Aktif eğitim modelinin babası

EĞİTİM sistemi... Ezberciliğe yol açtığı, araştırmaya yöneltmediği ve öğrencilere hazır bilgilerin sunulması dolayısıyla eleştirilen bir yapı. Oysa ki yanı başımızdaki bir üniversitede yürütülen farklı bir sistem. "Aktif Eğitim Modeli"... Ve bu modeli uygulayarak başarılara imza atan Dokuz Eylül Üniversitesi eski Rektörü Prof. Dr. Emin Alıcı ile model ve şimdiki günleri hakkında söyleştik.

Aktif eğitim modeli ile ilgili önemli çalışmalara imza attınız. Kısaca bahsedebilir misiniz?
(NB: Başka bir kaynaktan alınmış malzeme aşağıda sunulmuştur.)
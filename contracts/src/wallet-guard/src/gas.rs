//! Gas schedule and metering.
//!
//! Gas here is an accounting unit for relayer refunds and a hard stop: running out is a fatal
//! abort of the whole relay attempt, never a recoverable batch failure.

use serde::{Deserialize, Serialize};
use thiserror::Error;

#[derive(Debug, Clone, Copy, PartialEq, Eq, Error)]
#[error("out of gas: needed {needed}, remaining {remaining}")]
pub struct OutOfGas {
    pub needed: u64,
    pub remaining: u64,
}

/// Cost table charged by the module and the execution context.
#[derive(Clone, Debug, PartialEq, Eq, Serialize, Deserialize)]
#[serde(default)]
pub struct GasSchedule {
    pub intrinsic: u64,
    pub per_signature: u64,
    pub per_data_byte: u64,
    pub call: u64,
    pub value_transfer: u64,
    pub token_op: u64,
    pub swap_leg: u64,
    /// Flat overhead added to the measured usage when computing the refund.
    pub refund_overhead: u64,
}

impl Default for GasSchedule {
    fn default() -> Self {
        Self {
            intrinsic: 21_000,
            per_signature: 5_000,
            per_data_byte: 16,
            call: 2_600,
            value_transfer: 9_000,
            token_op: 25_000,
            swap_leg: 60_000,
            refund_overhead: 30_000,
        }
    }
}

impl GasSchedule {
    /// Up-front cost of a relayed batch before any call runs.
    pub fn intrinsic_cost(&self, signatures: usize, data_len: usize) -> u64 {
        self.intrinsic
            .saturating_add(self.per_signature.saturating_mul(signatures as u64))
            .saturating_add(self.per_data_byte.saturating_mul(data_len as u64))
    }
}

#[derive(Clone, Debug, PartialEq, Eq)]
pub struct GasMeter {
    limit: u64,
    used: u64,
}

impl GasMeter {
    pub fn new(limit: u64) -> Self {
        Self { limit, used: 0 }
    }

    /// Meter for bookkeeping transfers the relayer does not pay for.
    pub fn unmetered() -> Self {
        Self::new(u64::MAX)
    }

    pub fn charge(&mut self, amount: u64) -> Result<(), OutOfGas> {
        let remaining = self.remaining();
        if amount > remaining {
            return Err(OutOfGas {
                needed: amount,
                remaining,
            });
        }
        self.used += amount;
        Ok(())
    }

    pub fn used(&self) -> u64 {
        self.used
    }

    pub fn remaining(&self) -> u64 {
        self.limit - self.used
    }
}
- Değişen dünya ve bilgi toplumu yeni insan ve eğitim anlayışını dayatmaktadır. Günümüzde; bilgili, bilgiye ulaşabilen ve sürekli öğrenen, iletişim kurabilen, sorun çözen, yaratıcı, bilimsel ve yapıcı düşünen, insanlık ve çevreye duyarlı, mesleksel değerlere ve etiğe önem veren insana ihtiyaç vardır. Bu özelliklere sahip insanları yetiştirebilmek için; öğrenci merkezli ve etkin öğrenme temelinde, sorun çözme becerisini ve eleştirel düşünceyi geliştiren, bilimsel düşünce ve araştırma yaklaşımlarını kazandıran, mesleksel becerilerde yetkinleştiren, iletişimi geliştiren, mesleksel değerler ve etik bakışı kazandıran, insanlık ve çevre sorunlarının tartışıldığı bir eğitim modeline ihtiyaç vardır. Ve yanıt ise Probleme Dayalı Öğrenme (PDÖ)’dir. PDÖ, rasyonalist eğitim geleneğine dayanır. Dolayısıyla bilişsel psikoloji kuramlarından etkilenmiştir ve kökleri, Dewey’in (1929) bağımsız öğrenme ve Bruner’in (1959) öğrenmede içsel güdülenmenin önemi kavramlarına dayanır. Aktif eğitim modeli ile öğrenciler kendi eğitiminin sorumluluğunu alarak, sorgulayıcı, sebeb-sonuç ilişkisi kurabilen, analitik ve eleştirel düşünce sistematiğine sahip insanlar olarak yetişirler.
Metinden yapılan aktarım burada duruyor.